Fig. 3: Model for the NSP13 5′ to 3′ translocation mechanism.
figure 3

a Proposed translocation mechanism for NSP13 based on the transition from the closed (pre hydrolysis) to open (Product and APO) forms. The transitions are initiated by the binding, hydrolysis and release of ATP which triggers the conformational changes and remodels the RNA interface. b Close up view of the active site with ATP in the closed conformation (left) and ADP and Pi in the open conformation (right). Hydrolysis as subsequent charge repulsion could trigger the opening of the cleft between the two domains with conserved motifs on the 2A domain primarily contacting the product phosphate whilst the ADP product interacts with the 1A domain. Several of the phosphate interacting motifs are proximal to regions of the RNA binding interface indicating the possibility of modulation based on hydrolysis status. c Remodeling of the RNA interface based on the position adopted by the 1B domain. The closed conformation shows on the left and the open on the right. The contact areas for the 5′ and 3′ RNA regions (depicted in gray and black) is shown.

This mechanistic model is similar to the mechanisms suggested previously for other SF1B helicases such as RecD231, and provides a framework for the understanding of the NSP13 translocation mechanism and possible sites of inhibition including possible allosteric sites that may differ between the two states and block structural transitions that occur as part of the catalytic cycle. We do not describe an active base separating mechanism for NSP13 consistent with recent biochemical and single molecule studies of NSP13. In the RNA unwinding reaction, NSP13 was a predominantly passive helicase (advancing upon the spontaneous opening of base pairs), with a peak step size of 2 base pairs (interpreted to be 2 rate-limiting ATP binding events) and a strong force-dependent stimulation of activity that suggests mechanoragulation by the RNA polymerase NSP128. Single molecule FRET studies of DNA unwinding by NSP13 show larger step sizes of up to 4–9 base pairs depending on nucleotide used which the authors suggest may indicate a “spring loaded” unwinding mechanism with the flexible 1B and Stalk domains30. Whilst the larger step sizes of the unwinding mechanisms contrast with our single step translocation mechanism, all models feature the same stoichiometry of a single nucleotide hydrolysis event per base. We suggest that the lack of an active strand separating hairpin or wedge to aid strand separation NSP13 is unable to translocate with the same efficiency and must presumably pause to either accumulate tension or wait for the spontaneous opening of DNA/RNA.
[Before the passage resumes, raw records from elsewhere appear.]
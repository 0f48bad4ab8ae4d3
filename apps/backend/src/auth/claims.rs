//! Claims embedded in backend-issued session tokens.

use serde::{Deserialize, Serialize};

use super::identity::IdentityAssertion;

/// The flat, application-level payload of a session token.
///
/// Provider credentials (access/refresh tokens) never appear here.
#[derive(Debug, Serialize, Deserialize, Clone, PartialEq, Eq)]
pub struct TokenClaims {
    /// External account identifier (the provider's `sub`)
    pub id: String,
    pub name: String,
    /// Primary email, i.e. the first one the provider listed
    pub email: String,
}

impl TokenClaims {
    /// Map an assertion onto claims. Returns `None` when there is no email
    /// to promote to primary; callers validate before reaching this point.
    pub(crate) fn from_assertion(assertion: &IdentityAssertion) -> Option<Self> {
        let email = assertion.primary_email()?;
        Some(Self {
            id: assertion.subject_id.clone(),
            name: assertion.display_name.clone(),
            email: email.to_string(),
        })
    }
}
X-ray crystallographic fragment screening of NSP13

To identify possible starting points for the development of NSP13 inhibitors we have performed an X-ray crystallographic fragment screen. The phosphate-bound NSP13 crystals show robust crystallization behavior and routinely diffract to around 2.0 Å resolution, sufficient for the reliable identification of binders. 648 crystals were soaked individually with a library of chemical fragments at a ~50 mM final concentration. X-ray analysis of the majority of crystals showed no bound compounds; however, 65 bound fragments were found within 52 datasets using the PANDDA algorithm32. Some of the hits were found in pockets predicted to be of functional importance, including the nucleotide and nucleic acid binding sites (Fig. 4a and Supplementary Table I; the bound fragment structures are be referred to by the corresponding PBD depositions). In the nucleotide binding site, 15 fragments were bound in positions overlapping with the ATP ribose and adenine moiety (Fig. 4b). three of these fragments (PDB:5RLI, 5RLJ, and 5RLW) contain sulfonamide functional groups which make polar contacts to key residues within motif I and the phosphate ion occupying the α-phosphate position. The rest of the fragments explore the wider vicinity of the pocket occupied by the adenine moiety, making interactions with nearby residues such as H290, K320, Y342, R442, and N464.
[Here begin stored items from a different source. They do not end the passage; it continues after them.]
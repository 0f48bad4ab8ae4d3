// Every error leaves the app as problem+json carrying the request's
// trace id in both the body and the `x-trace-id` header.

use std::sync::Arc;

use actix_web::http::StatusCode;
use actix_web::test;
use backend_test_support::problem_details::assert_problem_details_from_service_response;

use crate::common::ada;
use crate::support::{create_test_app, test_state, FakeProvider};

#[actix_web::test]
async fn trace_id_matches_request_id() {
    let app = create_test_app(test_state(Arc::new(FakeProvider::returning(ada())))).await;

    let req = test::TestRequest::get()
        .uri("/api/me")
        .insert_header(("x-request-id", "edge-7f3a"))
        .to_request();
    let resp = test::call_service(&app, req).await;

    assert_eq!(resp.headers().get("x-request-id").unwrap(), "edge-7f3a");

    let problem = assert_problem_details_from_service_response(
        resp,
        "UNAUTHORIZED_MISSING_BEARER",
        StatusCode::UNAUTHORIZED,
        Some("Bearer"),
    )
    .await;

    assert_eq!(problem.trace_id, "edge-7f3a");
    assert_eq!(problem.title, "Unauthorized Missing Bearer");
    assert!(problem.type_.ends_with("/UNAUTHORIZED_MISSING_BEARER"));
}

#[actix_web::test]
async fn generated_trace_id_is_not_unknown() {
    let app = create_test_app(test_state(Arc::new(FakeProvider::returning(ada())))).await;

    let req = test::TestRequest::get()
        .uri("/auth/google/callback?error=access_denied")
        .to_request();
    let resp = test::call_service(&app, req).await;
    let request_id = resp
        .headers()
        .get("x-request-id")
        .unwrap()
        .to_str()
        .unwrap()
        .to_string();

    let problem = assert_problem_details_from_service_response(
        resp,
        "OAUTH_DENIED",
        StatusCode::BAD_REQUEST,
        None,
    )
    .await;

    assert_ne!(problem.trace_id, "unknown");
    assert_eq!(problem.trace_id, request_id);
}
Fig. 4: Fragments bound to NSP13 in the nucleotide and RNA binding interfaces.
figure 4

a Overall view of all fragments bound to NSP13. b Close-up view of the 15 fragments identified in the nucleotide binding site. The AMP-PNP moiety (ANP) is shown in a semi-transparent sphere representation for reference.c Overview of the fragments bound to the NSP13 RNA interface. The main panel shows the positioning of the clusters with the RNA shown in a semi-transparent sphere representation for reference. Each binding interface is shown in the inset in a detailed surface view with polar contacts shown in black.
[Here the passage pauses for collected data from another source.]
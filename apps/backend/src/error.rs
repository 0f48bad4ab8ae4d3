use actix_web::error::ResponseError;
use actix_web::http::StatusCode;
use actix_web::HttpResponse;
use serde::Serialize;
use thiserror::Error;

use crate::auth::error::{TokenError, VerificationFailure};
use crate::config::ConfigError;
use crate::errors::ErrorCode;
use crate::oauth::OAuthError;
use crate::trace_ctx;

/// RFC 7807 body rendered for every error response.
#[derive(Serialize)]
pub struct ProblemDetails {
    #[serde(rename = "type")]
    pub type_: String,
    pub title: String,
    pub status: u16,
    pub detail: String,
    pub code: String,
    pub trace_id: String,
}

/// Error type returned by handlers and extractors.
#[derive(Error, Debug)]
pub enum AppError {
    #[error("Bad request: {detail}")]
    BadRequest { code: ErrorCode, detail: String },
    #[error("UnauthorizedMissingBearer")]
    UnauthorizedMissingBearer,
    #[error("UnauthorizedInvalidJwt")]
    UnauthorizedInvalidJwt,
    #[error("UnauthorizedExpiredJwt")]
    UnauthorizedExpiredJwt,
    #[error("Invalid identity assertion: {detail}")]
    InvalidAssertion { detail: String },
    #[error("Identity provider error: {detail}")]
    IdentityProvider { detail: String },
    #[error("Internal error: {detail}")]
    Internal { detail: String },
    #[error("Configuration error: {detail}")]
    Config { detail: String },
}

impl AppError {
    pub fn code(&self) -> ErrorCode {
        match self {
            AppError::BadRequest { code, .. } => *code,
            AppError::UnauthorizedMissingBearer => ErrorCode::UnauthorizedMissingBearer,
            AppError::UnauthorizedInvalidJwt => ErrorCode::UnauthorizedInvalidJwt,
            AppError::UnauthorizedExpiredJwt => ErrorCode::UnauthorizedExpiredJwt,
            AppError::InvalidAssertion { .. } => ErrorCode::InvalidAssertion,
            AppError::IdentityProvider { .. } => ErrorCode::IdentityProviderError,
            AppError::Internal { .. } => ErrorCode::Internal,
            AppError::Config { .. } => ErrorCode::ConfigError,
        }
    }

    fn detail(&self) -> String {
        match self {
            AppError::BadRequest { detail, .. } => detail.clone(),
            AppError::UnauthorizedMissingBearer => "Missing or malformed Bearer token".to_string(),
            AppError::UnauthorizedInvalidJwt => "Invalid JWT".to_string(),
            AppError::UnauthorizedExpiredJwt => "Token expired".to_string(),
            AppError::InvalidAssertion { detail } => detail.clone(),
            AppError::IdentityProvider { detail } => detail.clone(),
            // Internal details go to the logs, not to the client.
            AppError::Internal { .. } => "Internal server error".to_string(),
            AppError::Config { .. } => "Server misconfigured".to_string(),
        }
    }

    /// Get the HTTP status code for this error
    pub fn status(&self) -> StatusCode {
        match self {
            AppError::BadRequest { .. } => StatusCode::BAD_REQUEST,
            AppError::UnauthorizedMissingBearer => StatusCode::UNAUTHORIZED,
            AppError::UnauthorizedInvalidJwt => StatusCode::UNAUTHORIZED,
            AppError::UnauthorizedExpiredJwt => StatusCode::UNAUTHORIZED,
            AppError::InvalidAssertion { .. } => StatusCode::UNPROCESSABLE_ENTITY,
            AppError::IdentityProvider { .. } => StatusCode::BAD_GATEWAY,
            AppError::Internal { .. } => StatusCode::INTERNAL_SERVER_ERROR,
            AppError::Config { .. } => StatusCode::INTERNAL_SERVER_ERROR,
        }
    }

    pub fn bad_request(code: ErrorCode, detail: impl Into<String>) -> Self {
        Self::BadRequest {
            code,
            detail: detail.into(),
        }
    }

    pub fn internal(detail: impl Into<String>) -> Self {
        Self::Internal {
            detail: detail.into(),
        }
    }

    pub fn unauthorized_missing_bearer() -> Self {
        Self::UnauthorizedMissingBearer
    }

    fn humanize_code(code: &str) -> String {
        code.split('_')
            .map(|word| {
                let mut chars = word.chars();
                match chars.next() {
                    None => String::new(),
                    Some(first) => {
                        first.to_uppercase().collect::<String>() + &chars.as_str().to_lowercase()
                    }
                }
            })
            .collect::<Vec<_>>()
            .join(" ")
    }
}

impl From<TokenError> for AppError {
    fn from(e: TokenError) -> Self {
        match e {
            TokenError::InvalidAssertion(detail) => AppError::InvalidAssertion { detail },
            TokenError::Verification(VerificationFailure::Expired) => {
                AppError::UnauthorizedExpiredJwt
            }
            TokenError::Verification(_) => AppError::UnauthorizedInvalidJwt,
            TokenError::Signing(_) | TokenError::Clock => AppError::internal(e.to_string()),
        }
    }
}

impl From<OAuthError> for AppError {
    fn from(e: OAuthError) -> Self {
        match e {
            OAuthError::InvalidEndpoint(_) => AppError::Config {
                detail: e.to_string(),
            },
            _ => AppError::IdentityProvider {
                detail: e.to_string(),
            },
        }
    }
}

impl From<ConfigError> for AppError {
    fn from(e: ConfigError) -> Self {
        AppError::Config {
            detail: e.to_string(),
        }
    }
}

impl ResponseError for AppError {
    fn status_code(&self) -> StatusCode {
        self.status()
    }

    fn error_response(&self) -> HttpResponse {
        let status = self.status();
        let code = self.code().as_str();
        let trace_id = trace_ctx::trace_id();

        if status.is_server_error() {
            tracing::error!(error = %self, code, trace_id = %trace_id, "request failed");
        }

        let problem_details = ProblemDetails {
            type_: format!("https://login.invalid/errors/{code}"),
            title: Self::humanize_code(code),
            status: status.as_u16(),
            detail: self.detail(),
            code: code.to_string(),
            trace_id: trace_id.clone(),
        };

        HttpResponse::build(status)
            .content_type("application/problem+json")
            .insert_header(("x-trace-id", trace_id))
            .json(problem_details)
    }
}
Several fragment clusters were found in or close to the RNA/DNA binding channel (Fig. 4c). Close to the 5′ end of the channel, three fragments (5RLH, 5RLZ, and 5RMM) occupy a pocket formed between the 2A and 1B domains and make polar contacts to residues S486, N516, Y515, and T552 on the 2A domain (Fig. 4c and S5). These contacts are direct mimics of contacts formed by two successive RNA phosphates in the structure of the related UPF1 helicase in complex with RNA17, making these fragments particularly attractive starting points for the design of RNA competitive inhibitors. In the central cavity of the channel a single fragment (5RML) occupies a hydrophobic pocket created by the side chains of F145, K146, Y149, Y180, and T410, and makes further polar interactions to E142 and P408 on the periphery (Fig. 4c). A single sulfonamide containing fragment (PDB entry 5RLK) occupies a similar conserved phosphate binding region on the 1A domain and makes contacts to T359 and H311 as well as inducing the ordering of loop 337–340 (via contacts to R337) which is disordered in the ground state model (Fig. 4c and Supplementary Fig. 6). This fragment would also be expected to be RNA competitive based on the UPF1 RNA complex17. Also bound near the RNA interface where the 3′ end would be expected to exit are two fragments (5RL8 and 5RMC) which form contacts to residues in the 1A domain and would be expected to block RNA from entering the cleft.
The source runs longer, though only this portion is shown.